Marco Polo was a native of Venice, who, in the thirteenth century, made a journey into the remote, and, at that time, unknown regions of the East, and filled all Christendom with curiosity by his account of the countries he had visited. He was preceded in his travels by his father Nicholas and his uncle Maffeo Polo. These two brothers were of an illustrious family in Venice, and embarked, about the year 1255, on a commercial voyage to the East. Having traversed the Mediterranean and through the Bosphorus, they stopped for a short time at Constantinople, which city had recently been wrested from the Greeks by the joint arms of France and Venice. Here they disposed of their Italian merchandise, and, having purchased a stock of jewelry, departed on an adventurous expedition to trade with the western Tartars, who, having overrun many parts of Asia and Europe, were settling and forming cities in the vicinity of the Wolga. After traversing the Euxine to Soldaia, (at present Sudak,) a port in the Crimea, they continued on, by land and water, until they reached the military court, or rather camp, of a Tartar prince, named Barkah, a descendant of Ghengis Khan, into whose hands they confided all their merchandise. The barbaric chieftain, while he was dazzled by their precious commodities, was flattered by the entire confidence in his justice manifested by these strangers. He repaid them with princely munificence, and loaded them with favors during a year that they remained at his court. A war breaking out between their patron and his cousin Hulagu, chief of the eastern Tartars, and Barkah being defeated, the Polos were embarrassed how to extricate themselves from the country and return home in safety. The road to Constantinople being cut off by the enemy, they took a circuitous route, round the head of the Caspian Sea, and through the deserts of Transoxiana, until they arrived in the city of Bokhara, where they resided for three years.

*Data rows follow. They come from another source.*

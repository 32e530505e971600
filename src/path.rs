// SPDX-FileCopyrightText: 2025 Jason Pena <jasonpena@awkless.com>
// SPDX-License-Identifier: MIT

//! Path resolution utilities.
//!
//! Determine default locations for the bare repository, the exclusion policy
//! directory, and the optional configuration file. None of these functions
//! check that the returned path actually exists.

use std::path::{Path, PathBuf};

/// Determine absolute path to user's home directory.
///
/// # Errors
///
/// - Return [`NoWayHome`] if home directory path cannot be determined.
pub fn home_dir() -> Result<PathBuf> {
    dirs::home_dir().ok_or(NoWayHome)
}

/// Default git directory of the bare repository: `$HOME/.dotfiles`.
pub fn default_git_dir(home: impl AsRef<Path>) -> PathBuf {
    home.as_ref().join(".dotfiles")
}

/// Default directory holding the exclusion policy file:
/// `$HOME/.config/dotfiles`.
pub fn default_dotfiles_dir(home: impl AsRef<Path>) -> PathBuf {
    home.as_ref().join(".config").join("dotfiles")
}

/// Default shell startup files that receive the alias.
pub fn default_startup_files(home: impl AsRef<Path>) -> Vec<PathBuf> {
    vec![home.as_ref().join(".bashrc"), home.as_ref().join(".zshrc")]
}

/// Determine default absolute path to configuration file.
///
/// Uses XDG Base Directory path `$XDG_CONFIG_HOME/barehome/config.toml`.
///
/// # Errors
///
/// - Return [`NoWayHome`] if configuration directory cannot be determined.
///
/// # See Also
///
/// - [XDG Base Directory](https://wiki.archlinux.org/title/XDG_Base_Directory)
pub fn default_config_file() -> Result<PathBuf> {
    dirs::config_dir()
        .map(|path| path.join("barehome").join("config.toml"))
        .ok_or(NoWayHome)
}

/// Anchor a path to the home directory unless it is already absolute.
pub fn anchor_to_home(home: impl AsRef<Path>, path: impl Into<PathBuf>) -> PathBuf {
    let path = path.into();
    if path.is_absolute() {
        path
    } else {
        home.as_ref().join(path)
    }
}

/// No way to determine user's home directory.
///
/// # See Also
///
/// - [`dirs::home_dir`](https://docs.rs/dirs/latest/dirs/fn.home_dir.html)
#[derive(Clone, Debug, thiserror::Error)]
#[error("cannot determine absolute path to user's home directory")]
pub struct NoWayHome;

/// Friendly result alias :3
pub type Result<T, E = NoWayHome> = std::result::Result<T, E>;

#[cfg(test)]
mod tests {
    use super::*;
    use pretty_assertions::assert_eq;

    #[test]
    fn defaults_live_under_home() {
        let home = Path::new("/home/blah");
        assert_eq!(default_git_dir(home), PathBuf::from("/home/blah/.dotfiles"));
        assert_eq!(
            default_dotfiles_dir(home),
            PathBuf::from("/home/blah/.config/dotfiles")
        );
        assert_eq!(
            default_startup_files(home),
            vec![
                PathBuf::from("/home/blah/.bashrc"),
                PathBuf::from("/home/blah/.zshrc"),
            ]
        );
    }

    #[test]
    fn anchor_relative_paths_only() {
        let home = Path::new("/home/blah");
        assert_eq!(
            anchor_to_home(home, "dots.git"),
            PathBuf::from("/home/blah/dots.git")
        );
        assert_eq!(anchor_to_home(home, "/srv/dots.git"), PathBuf::from("/srv/dots.git"));
    }
}
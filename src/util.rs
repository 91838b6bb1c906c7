//! Shared helpers for decoding archived page bytes.

use std::borrow::Cow;

/// Decode raw page bytes to text.
///
/// Tries UTF-8 first (handles BOM automatically via encoding_rs) and
/// falls back to Windows-1252, which covers most pre-Unicode archive
/// dumps. Uses `Cow<str>` to avoid allocation when the input is valid
/// UTF-8.
pub(crate) fn decode_text(bytes: &[u8]) -> Cow<'_, str> {
    let (result, _encoding, malformed) = encoding_rs::UTF_8.decode(bytes);

    if !malformed {
        return result;
    }

    let (result, _, _) = encoding_rs::WINDOWS_1252.decode(bytes);
    result
}
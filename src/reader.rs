//! File-level entry points for reading archived work pages.
//!
//! Host frameworks hand this reader whole documents; discovery,
//! routing, and rendering stay on their side.

use std::fs;
use std::path::Path;

use crate::error::Result;
use crate::extract;
use crate::util::decode_text;
use crate::work::Work;

/// File extensions this reader claims when registered with a site
/// generator.
pub const FILE_EXTENSIONS: &[&str] = &["htm", "html"];

/// Returns true if `path` has an extension this reader handles.
pub fn is_work_path<P: AsRef<Path>>(path: P) -> bool {
    path.as_ref()
        .extension()
        .and_then(|ext| ext.to_str())
        .is_some_and(|ext| {
            FILE_EXTENSIONS
                .iter()
                .any(|known| ext.eq_ignore_ascii_case(known))
        })
}

/// Read an archived work page from disk.
///
/// Bytes are decoded as UTF-8 with a Windows-1252 fallback before
/// extraction.
///
/// # Example
///
/// ```no_run
/// use ficread::read_work;
///
/// let work = read_work("works/123456.html")?;
/// println!("{} by {}", work.metadata.title, work.metadata.authors.join(", "));
/// # Ok::<(), ficread::Error>(())
/// ```
pub fn read_work<P: AsRef<Path>>(path: P) -> Result<Work> {
    let bytes = fs::read(path)?;
    let html = decode_text(&bytes);
    read_work_from_str(&html)
}

/// Extract a work from an in-memory document.
///
/// # Example
///
/// ```
/// use ficread::read_work_from_str;
///
/// let html = r#"<body><div class="meta"><h1>My Fic</h1></div><div id="chapters"><p>Hello</p></div></body>"#;
/// let work = read_work_from_str(html)?;
/// assert_eq!(work.metadata.title, "My Fic");
/// # Ok::<(), ficread::Error>(())
/// ```
pub fn read_work_from_str(html: &str) -> Result<Work> {
    extract::extract_work(html)
}

#[cfg(test)]
mod tests {
    use std::io::Write;

    use super::*;

    #[test]
    fn test_is_work_path() {
        assert!(is_work_path("works/123456.html"));
        assert!(is_work_path("works/old.htm"));
        assert!(is_work_path("works/SHOUTY.HTML"));
        assert!(!is_work_path("works/123456.md"));
        assert!(!is_work_path("works/123456"));
    }

    #[test]
    fn test_read_work_matches_in_memory_extraction() {
        let html = r#"<body><div class="meta"><h1>On Disk</h1></div><div id="chapters"><p>Hi</p></div></body>"#;

        let mut file = tempfile::Builder::new()
            .suffix(".html")
            .tempfile()
            .unwrap();
        file.write_all(html.as_bytes()).unwrap();

        let from_file = read_work(file.path()).unwrap();
        let from_str = read_work_from_str(html).unwrap();
        assert_eq!(from_file, from_str);
        assert_eq!(from_file.metadata.title, "On Disk");
    }

    #[test]
    fn test_read_work_decodes_windows_1252() {
        // é as a single 0xE9 byte, as pre-Unicode dumps have it.
        let mut file = tempfile::Builder::new()
            .suffix(".html")
            .tempfile()
            .unwrap();
        file.write_all(b"<body><div class=\"meta\"><h1>Caf\xE9</h1></div></body>")
            .unwrap();

        let work = read_work(file.path()).unwrap();
        assert_eq!(work.metadata.title, "Café");
    }
}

While here there arrived a Tartar nobleman who was on an embassy from the victorious Hulagu to his brother the Grand Khan. The ambassador became aquainted with the Venetians, and finding them to be versed in the Tartar tongue and possessed of curious and valuable knowledge, he prevailed upon them to accompany him to the court of the emperor, situated, as they supposed, at the very extremity of the East.